Task to complete
Each line below that contains the word "tracing" must be copied.

(Supplied data)

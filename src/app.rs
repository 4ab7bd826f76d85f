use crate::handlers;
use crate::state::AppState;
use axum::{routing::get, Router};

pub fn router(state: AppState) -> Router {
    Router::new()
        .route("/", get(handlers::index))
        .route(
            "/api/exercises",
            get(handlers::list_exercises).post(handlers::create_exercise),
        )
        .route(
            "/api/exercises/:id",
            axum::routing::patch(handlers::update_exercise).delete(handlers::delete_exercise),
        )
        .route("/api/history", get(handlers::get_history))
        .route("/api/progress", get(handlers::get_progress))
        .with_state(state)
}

(End Supplied data)
(Supplied data)

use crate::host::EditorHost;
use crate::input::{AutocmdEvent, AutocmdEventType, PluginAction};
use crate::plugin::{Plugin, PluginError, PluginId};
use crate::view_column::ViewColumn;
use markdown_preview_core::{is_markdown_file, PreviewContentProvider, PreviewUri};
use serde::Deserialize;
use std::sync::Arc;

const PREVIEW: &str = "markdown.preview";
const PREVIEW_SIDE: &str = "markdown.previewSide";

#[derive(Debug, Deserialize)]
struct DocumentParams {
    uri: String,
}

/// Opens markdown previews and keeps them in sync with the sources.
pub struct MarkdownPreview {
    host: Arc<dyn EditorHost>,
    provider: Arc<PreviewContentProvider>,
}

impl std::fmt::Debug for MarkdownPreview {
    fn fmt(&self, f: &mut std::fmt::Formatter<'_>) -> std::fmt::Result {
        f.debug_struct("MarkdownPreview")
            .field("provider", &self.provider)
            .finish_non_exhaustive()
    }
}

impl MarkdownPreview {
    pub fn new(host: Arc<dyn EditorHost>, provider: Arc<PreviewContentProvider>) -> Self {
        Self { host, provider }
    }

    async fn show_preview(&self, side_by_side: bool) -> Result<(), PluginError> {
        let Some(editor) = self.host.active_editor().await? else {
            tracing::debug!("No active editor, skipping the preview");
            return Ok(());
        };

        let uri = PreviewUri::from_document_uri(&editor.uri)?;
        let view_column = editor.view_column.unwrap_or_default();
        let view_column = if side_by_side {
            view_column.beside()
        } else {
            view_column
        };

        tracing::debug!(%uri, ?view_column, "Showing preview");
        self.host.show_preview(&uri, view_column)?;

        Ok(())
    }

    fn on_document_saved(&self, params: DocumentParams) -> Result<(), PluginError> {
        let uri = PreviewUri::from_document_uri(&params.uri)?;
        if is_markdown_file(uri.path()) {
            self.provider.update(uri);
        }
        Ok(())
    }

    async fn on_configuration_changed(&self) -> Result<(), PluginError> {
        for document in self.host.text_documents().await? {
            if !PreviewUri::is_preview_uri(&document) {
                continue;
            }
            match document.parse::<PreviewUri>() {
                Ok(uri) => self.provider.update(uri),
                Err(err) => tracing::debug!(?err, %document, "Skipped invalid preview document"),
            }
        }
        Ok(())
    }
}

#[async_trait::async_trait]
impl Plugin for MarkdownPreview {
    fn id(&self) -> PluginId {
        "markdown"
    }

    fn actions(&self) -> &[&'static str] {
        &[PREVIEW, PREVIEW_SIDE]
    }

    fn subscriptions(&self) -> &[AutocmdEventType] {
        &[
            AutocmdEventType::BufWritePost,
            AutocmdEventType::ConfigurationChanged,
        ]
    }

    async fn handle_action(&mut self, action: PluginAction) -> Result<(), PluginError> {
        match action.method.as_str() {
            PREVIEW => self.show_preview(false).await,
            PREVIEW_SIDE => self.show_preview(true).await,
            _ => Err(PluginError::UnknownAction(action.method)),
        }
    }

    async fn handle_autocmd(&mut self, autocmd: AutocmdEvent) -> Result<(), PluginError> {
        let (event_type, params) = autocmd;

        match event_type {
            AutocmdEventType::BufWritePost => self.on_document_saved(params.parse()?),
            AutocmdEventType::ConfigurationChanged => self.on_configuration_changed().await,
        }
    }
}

(End Supplied data)

Answer space
            tracing::debug!("No active editor, skipping the preview");
        tracing::debug!(%uri, ?view_column, "Showing preview");
                Err(err) => tracing::debug!(?err, %document, "Skipped invalid preview document"),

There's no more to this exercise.